If you are still not concerned about and prepared for the possibility of an older member of your family going to the hospital feeling confident and competent and leaving in a confused, befuddled, and yes, even deranged state, you need to read Harrowing Delirium Afflicts Millions After Surgery, Especially the Elderly. I Know. It Hit Me and It Took Months to Overcome.
Written by retired journalist, Muriel Dobbin, the Washington Post story describes the experience of breaking her hip, receiving the surgery, staying in a rehabilitation facility, and descending into confusion. It took months to recover from her post-surgery delirium, sometimes called hospital induced dementia. Since recovering she has spent considerable time researching and writing about her condition, noting that more than two million each people may experience a condition each year — and it is not always limited to elders.
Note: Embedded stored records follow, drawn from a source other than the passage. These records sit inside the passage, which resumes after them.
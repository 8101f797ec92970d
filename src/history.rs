//! Recent-search ledger: bounded, deduplicated, most-recent-first.

use crate::storage::Storage;
use std::sync::Arc;

const RECENT_SEARCHES_KEY: &str = "recent_searches";
/// Oldest entries beyond this cap are discarded
const RECENT_SEARCH_LIMIT: usize = 10;

pub struct RecentSearches {
    storage: Arc<Storage>,
}

impl RecentSearches {
    pub fn new(storage: Arc<Storage>) -> Self {
        Self { storage }
    }

    /// Move the term to the front, dropping any older occurrence, and
    /// persist the whole list. Blank terms are ignored.
    pub fn record(&self, term: &str) {
        if term.trim().is_empty() {
            return;
        }
        let mut terms = self.list();
        terms.retain(|t| t != term);
        terms.insert(0, term.to_string());
        terms.truncate(RECENT_SEARCH_LIMIT);
        self.storage.set(RECENT_SEARCHES_KEY, &terms);
    }

    pub fn list(&self) -> Vec<String> {
        self.storage.get(RECENT_SEARCHES_KEY, Vec::new())
    }

    /// No-op when the term is absent
    pub fn remove(&self, term: &str) {
        let mut terms = self.list();
        terms.retain(|t| t != term);
        self.storage.set(RECENT_SEARCHES_KEY, &terms);
    }
}
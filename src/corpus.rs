//! Corpus store: the Quranic text in two aligned representations.
//!
//! The plain and diacritized feed documents are merged into a single
//! structure at load time, so the alignment invariant is checked once
//! rather than at every lookup. The corpus is read-only after load.

use crate::error::WirdError;
use serde::{Deserialize, Serialize};

/// Which text representation a lookup refers to
#[derive(Debug, Clone, Copy, PartialEq, Eq, Serialize, Deserialize)]
#[serde(rename_all = "lowercase")]
pub enum TextVariant {
    Plain,
    Diacritized,
}

/// A verse holding both text variants at the same (chapter, verse) address
#[derive(Debug, Clone, PartialEq, Serialize, Deserialize)]
pub struct Verse {
    pub index: u32,
    pub text: String,
    pub text_diacritized: String,
    #[serde(skip_serializing_if = "Option::is_none")]
    pub opening_formula: Option<String>,
}

impl Verse {
    pub fn display_text(&self, variant: TextVariant) -> &str {
        match variant {
            TextVariant::Plain => &self.text,
            TextVariant::Diacritized => &self.text_diacritized,
        }
    }
}

#[derive(Debug, Clone, PartialEq, Serialize, Deserialize)]
pub struct Chapter {
    pub index: u32,
    pub name: String,
    pub verses: Vec<Verse>,
}

/// Feed document shape, one document per variant
#[derive(Debug, Deserialize)]
struct ChapterDoc {
    index: u32,
    name: String,
    verses: Vec<VerseDoc>,
}

#[derive(Debug, Deserialize)]
struct VerseDoc {
    index: u32,
    text: String,
    #[serde(default)]
    opening_formula: Option<String>,
}

#[derive(Debug)]
pub struct Corpus {
    chapters: Vec<Chapter>,
}

impl Corpus {
    /// Parse the two parallel feed documents and merge them, enforcing
    /// identical chapter/verse addressing between the variants. A
    /// divergence is a bad data feed and fatal to the search feature.
    pub fn load(plain_json: &str, diacritized_json: &str) -> Result<Self, WirdError> {
        let plain: Vec<ChapterDoc> = serde_json::from_str(plain_json)
            .map_err(|e| WirdError::CorpusIntegrity(format!("plain corpus parse failed: {e}")))?;
        let diacritized: Vec<ChapterDoc> = serde_json::from_str(diacritized_json).map_err(|e| {
            WirdError::CorpusIntegrity(format!("diacritized corpus parse failed: {e}"))
        })?;

        if plain.is_empty() {
            return Err(WirdError::CorpusIntegrity("corpus has no chapters".into()));
        }
        if plain.len() != diacritized.len() {
            return Err(WirdError::CorpusIntegrity(format!(
                "chapter count mismatch: {} plain vs {} diacritized",
                plain.len(),
                diacritized.len()
            )));
        }

        let mut chapters = Vec::with_capacity(plain.len());
        let mut verse_total = 0usize;

        for (position, (p, d)) in plain.into_iter().zip(diacritized).enumerate() {
            let expected = position as u32 + 1;
            if p.index != expected || d.index != expected {
                return Err(WirdError::CorpusIntegrity(format!(
                    "chapter at position {} has index {} (plain) / {} (diacritized), expected {}",
                    position, p.index, d.index, expected
                )));
            }
            if p.verses.is_empty() {
                return Err(WirdError::CorpusIntegrity(format!(
                    "chapter {} has no verses",
                    p.index
                )));
            }
            if p.verses.len() != d.verses.len() {
                return Err(WirdError::CorpusIntegrity(format!(
                    "chapter {} verse count mismatch: {} plain vs {} diacritized",
                    p.index,
                    p.verses.len(),
                    d.verses.len()
                )));
            }

            let mut verses = Vec::with_capacity(p.verses.len());
            for (pv, dv) in p.verses.into_iter().zip(d.verses) {
                if pv.index != dv.index {
                    return Err(WirdError::CorpusIntegrity(format!(
                        "chapter {} verse index mismatch: {} plain vs {} diacritized",
                        p.index, pv.index, dv.index
                    )));
                }
                verses.push(Verse {
                    index: pv.index,
                    text: pv.text,
                    text_diacritized: dv.text,
                    opening_formula: pv.opening_formula,
                });
            }

            verse_total += verses.len();
            chapters.push(Chapter {
                index: p.index,
                name: p.name,
                verses,
            });
        }

        tracing::debug!(chapters = chapters.len(), verses = verse_total, "corpus loaded");
        Ok(Self { chapters })
    }

    pub fn chapter_count(&self) -> usize {
        self.chapters.len()
    }

    pub fn chapters(&self) -> &[Chapter] {
        &self.chapters
    }

    /// Chapter lookup by 1-based index
    pub fn chapter_at(&self, index: u32) -> Result<&Chapter, WirdError> {
        if index < 1 || index as usize > self.chapters.len() {
            return Err(WirdError::OutOfRange(format!(
                "chapter {} outside [1, {}]",
                index,
                self.chapters.len()
            )));
        }
        Ok(&self.chapters[index as usize - 1])
    }

    /// Verse record at (chapter, verse). Both variants live on the record,
    /// so a missing address is a data-integrity fault rather than a
    /// variant-specific one.
    pub fn verse_at(&self, chapter: u32, verse: u32) -> Result<&Verse, WirdError> {
        let chapter = self.chapter_at(chapter)?;
        chapter
            .verses
            .iter()
            .find(|v| v.index == verse)
            .ok_or_else(|| {
                WirdError::NotFound(format!("verse {}:{} not in corpus", chapter.index, verse))
            })
    }

    /// Display text at (chapter, verse) in the requested variant
    pub fn verse_text(
        &self,
        chapter: u32,
        verse: u32,
        variant: TextVariant,
    ) -> Result<&str, WirdError> {
        Ok(self.verse_at(chapter, verse)?.display_text(variant))
    }
}
// © 2022-2024 Jacob Riddle (ElementalAlchemist)
//
// This Source Code Form is subject to the terms of the Mozilla Public
// License, v. 2.0. If a copy of the MPL was not distributed with this
// file, You can obtain one at https://mozilla.org/MPL/2.0/.

//! An in-memory document and a hand-cranked clock for exercising the form components without a browser.

use crate::dom::{FormDom, NotificationDom, TabDom};
use crate::feedback::{Notification, NotificationKind};
use crate::field::FieldSnapshot;
use crate::style::ERROR_COLOR;
use crate::timer::{Scheduler, Task, TaskHandle};
use rgb::RGB8;
use std::cell::{Cell, RefCell};
use std::time::Duration;

#[derive(Clone, Copy, Debug, Eq, PartialEq)]
pub struct FakeField {
	form: usize,
	index: usize,
}

struct FieldState {
	snapshot: FieldSnapshot,
	in_group: bool,
	error_elements: Vec<String>,
	error_style: bool,
	border: Option<RGB8>,
}

struct ButtonState {
	text: String,
	busy: bool,
	busy_labels: Vec<String>,
}

struct FormState {
	form_type: Option<String>,
	button: Option<ButtonState>,
	fields: Vec<FieldState>,
}

struct NotificationState {
	notification: Notification,
	fading: bool,
	attached: bool,
}

/// Active flags of the tab panels (by name) and selectors (by position)
#[derive(Clone, Debug, Eq, PartialEq)]
pub struct TabState {
	pub panels: Vec<(String, bool)>,
	pub selectors: Vec<bool>,
}

struct DocumentState {
	forms: Vec<FormState>,
	tabs: TabState,
	server_message: bool,
	has_body: bool,
	notifications: Vec<NotificationState>,
}

pub struct FakeDom {
	state: RefCell<DocumentState>,
}

impl Default for FakeDom {
	fn default() -> Self {
		Self::new()
	}
}

impl FakeDom {
	/// A document with login and register panels (neither active), two selectors and a body
	pub fn new() -> Self {
		let tabs = TabState {
			panels: vec![(String::from("login"), false), (String::from("register"), false)],
			selectors: vec![false, false],
		};
		Self {
			state: RefCell::new(DocumentState {
				forms: Vec::new(),
				tabs,
				server_message: false,
				has_body: true,
				notifications: Vec::new(),
			}),
		}
	}

	/// A document whose markup starts with the named panel and its selector active
	pub fn with_tabs(active: Option<&str>) -> Self {
		let dom = Self::new();
		if let Some(active) = active {
			let mut state = dom.state.borrow_mut();
			let tabs = &mut state.tabs;
			for (index, (name, is_active)) in tabs.panels.iter_mut().enumerate() {
				*is_active = *name == active;
				tabs.selectors[index] = *is_active;
			}
		}
		dom
	}

	pub fn add_form(&self, form_type: Option<&str>, button_label: Option<&str>) -> usize {
		let mut state = self.state.borrow_mut();
		state.forms.push(FormState {
			form_type: form_type.map(String::from),
			button: button_label.map(|label| ButtonState {
				text: label.to_string(),
				busy: false,
				busy_labels: Vec::new(),
			}),
			fields: Vec::new(),
		});
		state.forms.len() - 1
	}

	/// Adds a field wrapped in a form group
	pub fn add_field(&self, form: usize, snapshot: FieldSnapshot) -> FakeField {
		self.push_field(form, snapshot, true)
	}

	/// Adds a field sitting directly in the form with no group around it
	pub fn add_ungrouped_field(&self, form: usize, snapshot: FieldSnapshot) -> FakeField {
		self.push_field(form, snapshot, false)
	}

	fn push_field(&self, form: usize, snapshot: FieldSnapshot, in_group: bool) -> FakeField {
		let mut state = self.state.borrow_mut();
		let fields = &mut state.forms[form].fields;
		fields.push(FieldState {
			snapshot,
			in_group,
			error_elements: Vec::new(),
			error_style: false,
			border: None,
		});
		FakeField {
			form,
			index: fields.len() - 1,
		}
	}

	pub fn set_value(&self, field: FakeField, value: &str) {
		self.state.borrow_mut().forms[field.form].fields[field.index].snapshot.value = value.to_string();
	}

	pub fn field_error(&self, field: FakeField) -> Option<String> {
		self.state.borrow().forms[field.form].fields[field.index]
			.error_elements
			.first()
			.cloned()
	}

	pub fn error_element_count(&self, field: FakeField) -> usize {
		self.state.borrow().forms[field.form].fields[field.index].error_elements.len()
	}

	pub fn has_error_style(&self, field: FakeField) -> bool {
		self.state.borrow().forms[field.form].fields[field.index].error_style
	}

	pub fn field_border(&self, field: FakeField) -> Option<RGB8> {
		self.state.borrow().forms[field.form].fields[field.index].border
	}

	pub fn button_text(&self, form: usize) -> Option<String> {
		self.state.borrow().forms[form].button.as_ref().map(|button| button.text.clone())
	}

	pub fn button_busy(&self, form: usize) -> bool {
		self.state.borrow().forms[form]
			.button
			.as_ref()
			.map_or(false, |button| button.busy)
	}

	/// Every label the button was given while busy, oldest first
	pub fn busy_labels_seen(&self, form: usize) -> Vec<String> {
		self.state.borrow().forms[form]
			.button
			.as_ref()
			.map(|button| button.busy_labels.clone())
			.unwrap_or_default()
	}

	pub fn set_server_message(&self, present: bool) {
		self.state.borrow_mut().server_message = present;
	}

	pub fn panel_active(&self, name: &str) -> bool {
		self.state
			.borrow()
			.tabs
			.panels
			.iter()
			.any(|(panel, active)| panel == name && *active)
	}

	pub fn selector_active(&self, index: usize) -> bool {
		self.state.borrow().tabs.selectors.get(index).copied().unwrap_or(false)
	}

	pub fn tab_state(&self) -> TabState {
		self.state.borrow().tabs.clone()
	}

	pub fn remove_body(&self) {
		self.state.borrow_mut().has_body = false;
	}

	pub fn attached_notifications(&self) -> Vec<(String, NotificationKind)> {
		self.state
			.borrow()
			.notifications
			.iter()
			.filter(|note| note.attached)
			.map(|note| (note.notification.message.clone(), note.notification.kind))
			.collect()
	}

	pub fn is_attached(&self, node: usize) -> bool {
		self.state.borrow().notifications[node].attached
	}

	pub fn is_fading(&self, node: usize) -> bool {
		self.state.borrow().notifications[node].fading
	}
}

impl FormDom for FakeDom {
	type Form = usize;
	type Field = FakeField;
	type Button = usize;

	fn fields(&self, form: &usize) -> Vec<(FakeField, FieldSnapshot)> {
		self.state.borrow().forms[*form]
			.fields
			.iter()
			.enumerate()
			.map(|(index, field)| (FakeField { form: *form, index }, field.snapshot.clone()))
			.collect()
	}

	fn show_field_error(&self, field: &FakeField, message: &str) {
		let mut state = self.state.borrow_mut();
		let field = &mut state.forms[field.form].fields[field.index];
		if !field.in_group {
			return;
		}
		match field.error_elements.first_mut() {
			Some(existing) => *existing = message.to_string(),
			None => field.error_elements.push(message.to_string()),
		}
		field.error_style = true;
		field.border = Some(ERROR_COLOR);
	}

	fn clear_field_error(&self, field: &FakeField) {
		let mut state = self.state.borrow_mut();
		let field = &mut state.forms[field.form].fields[field.index];
		field.error_elements.clear();
		field.error_style = false;
		field.border = None;
	}

	fn set_field_border(&self, field: &FakeField, color: Option<RGB8>) {
		self.state.borrow_mut().forms[field.form].fields[field.index].border = color;
	}

	fn submit_button(&self, form: &usize) -> Option<usize> {
		self.state.borrow().forms[*form].button.as_ref().map(|_| *form)
	}

	fn form_type(&self, form: &usize) -> Option<String> {
		self.state.borrow().forms[*form].form_type.clone()
	}

	fn button_label(&self, button: &usize) -> String {
		self.button_text(*button).unwrap_or_default()
	}

	fn set_button_busy(&self, button: &usize, label: &str) {
		if let Some(button) = self.state.borrow_mut().forms[*button].button.as_mut() {
			button.text = label.to_string();
			button.busy = true;
			button.busy_labels.push(label.to_string());
		}
	}

	fn restore_button(&self, button: &usize, label: &str) {
		if let Some(button) = self.state.borrow_mut().forms[*button].button.as_mut() {
			button.text = label.to_string();
			button.busy = false;
		}
	}
}

impl TabDom for FakeDom {
	fn deactivate_all_panels(&self) {
		for (_, active) in self.state.borrow_mut().tabs.panels.iter_mut() {
			*active = false;
		}
	}

	fn deactivate_all_selectors(&self) {
		for active in self.state.borrow_mut().tabs.selectors.iter_mut() {
			*active = false;
		}
	}

	fn activate_panel(&self, name: &str) -> bool {
		let mut state = self.state.borrow_mut();
		match state.tabs.panels.iter_mut().find(|(panel, _)| panel == name) {
			Some((_, active)) => {
				*active = true;
				true
			}
			None => false,
		}
	}

	fn activate_selector(&self, index: usize) {
		if let Some(active) = self.state.borrow_mut().tabs.selectors.get_mut(index) {
			*active = true;
		}
	}

	fn active_panel(&self) -> Option<String> {
		self.state
			.borrow()
			.tabs
			.panels
			.iter()
			.find(|(_, active)| *active)
			.map(|(name, _)| name.clone())
	}

	fn has_server_message(&self) -> bool {
		self.state.borrow().server_message
	}
}

impl NotificationDom for FakeDom {
	type Node = usize;

	fn append_notification(&self, notification: &Notification) -> Option<usize> {
		let mut state = self.state.borrow_mut();
		if !state.has_body {
			return None;
		}
		state.notifications.push(NotificationState {
			notification: notification.clone(),
			fading: false,
			attached: true,
		});
		Some(state.notifications.len() - 1)
	}

	fn start_fade(&self, node: &usize) {
		self.state.borrow_mut().notifications[*node].fading = true;
	}

	fn remove_node(&self, node: &usize) {
		self.state.borrow_mut().notifications[*node].attached = false;
	}
}

/// A scheduler whose clock only moves when [`ManualScheduler::advance`] is called
#[derive(Default)]
pub struct ManualScheduler {
	now: Cell<Duration>,
	next_sequence: Cell<u64>,
	queue: RefCell<Vec<(Duration, u64, Task)>>,
}

impl ManualScheduler {
	pub fn new() -> Self {
		Self::default()
	}

	pub fn now(&self) -> Duration {
		self.now.get()
	}

	/// Tasks still queued, cancelled ones included
	pub fn pending(&self) -> usize {
		self.queue.borrow().len()
	}

	/// Moves the clock forward, running every task that comes due in deadline order. Tasks due at the same time run
	/// in the order they were scheduled, and tasks scheduled along the way run too if they fall inside the window.
	pub fn advance(&self, by: Duration) {
		let target = self.now.get() + by;
		loop {
			let next = {
				let mut queue = self.queue.borrow_mut();
				let due = queue
					.iter()
					.enumerate()
					.filter(|(_, (deadline, _, _))| *deadline <= target)
					.min_by_key(|(_, (deadline, sequence, _))| (*deadline, *sequence))
					.map(|(index, _)| index);
				due.map(|index| queue.remove(index))
			};
			let Some((deadline, _, task)) = next else {
				break;
			};
			self.now.set(deadline);
			task();
		}
		self.now.set(target);
	}
}

impl Scheduler for ManualScheduler {
	fn schedule(&self, delay: Duration, task: Task) -> TaskHandle {
		let (handle, task) = TaskHandle::guard(task);
		let sequence = self.next_sequence.get();
		self.next_sequence.set(sequence + 1);
		self.queue.borrow_mut().push((self.now.get() + delay, sequence, task));
		handle
	}
}

#[cfg(test)]
mod tests {
	use super::*;
	use std::rc::Rc;

	#[test]
	fn manual_scheduler_runs_in_deadline_order() {
		let scheduler = Rc::new(ManualScheduler::new());
		let order = Rc::new(RefCell::new(Vec::new()));
		for (delay, label) in [(20, "late"), (10, "early"), (10, "early again")] {
			let order = Rc::clone(&order);
			scheduler.schedule(Duration::from_millis(delay), Box::new(move || order.borrow_mut().push(label)));
		}

		scheduler.advance(Duration::from_millis(15));
		assert_eq!(*order.borrow(), vec!["early", "early again"]);
		scheduler.advance(Duration::from_millis(5));
		assert_eq!(*order.borrow(), vec!["early", "early again", "late"]);
		assert_eq!(scheduler.now(), Duration::from_millis(20));
	}

	#[test]
	fn tasks_scheduled_while_advancing_can_run() {
		let scheduler = Rc::new(ManualScheduler::new());
		let ran = Rc::new(Cell::new(false));
		scheduler.schedule(Duration::from_millis(10), {
			let scheduler = Rc::clone(&scheduler);
			let ran = Rc::clone(&ran);
			Box::new(move || {
				scheduler.schedule(Duration::from_millis(5), Box::new(move || ran.set(true)));
			})
		});

		scheduler.advance(Duration::from_millis(15));
		assert!(ran.get());
		assert_eq!(scheduler.pending(), 0);
	}
}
Sadly, it’s a condition that few in the medical world understand, and it appears to happen in a range of medical settings — emergency departments, post-surgery settings, hospital rooms, rehab facilities. The most important action that a family member or friend can take is to understand this condition and be sure that everyone who cares for the patient knows that the individual’s general mental state was good before the hospitalization.
A Few Quotes from Dobbin’s Article
- The syndrome hits elderly patients particularly hard. An article published in the New England Journal of Medicine in 2006 by Sharon K. Inouye found that up to 53 percent of patients over 65 who undergo surgery experience delirium.
- This quiet epidemic has alarmed researchers, but hospitals and caregivers are only beginning to understand it. Meanwhile, the disease terrifies and bewilders patients and their families.
- …formally designate a friend or relative as an outside “advocate,” empowered to deal with financial and medical questions when the patient is in the hospital, especially in cases where delirium appears. [Editor’s Note: If you enter the hospital without a family member who knows your mental state.]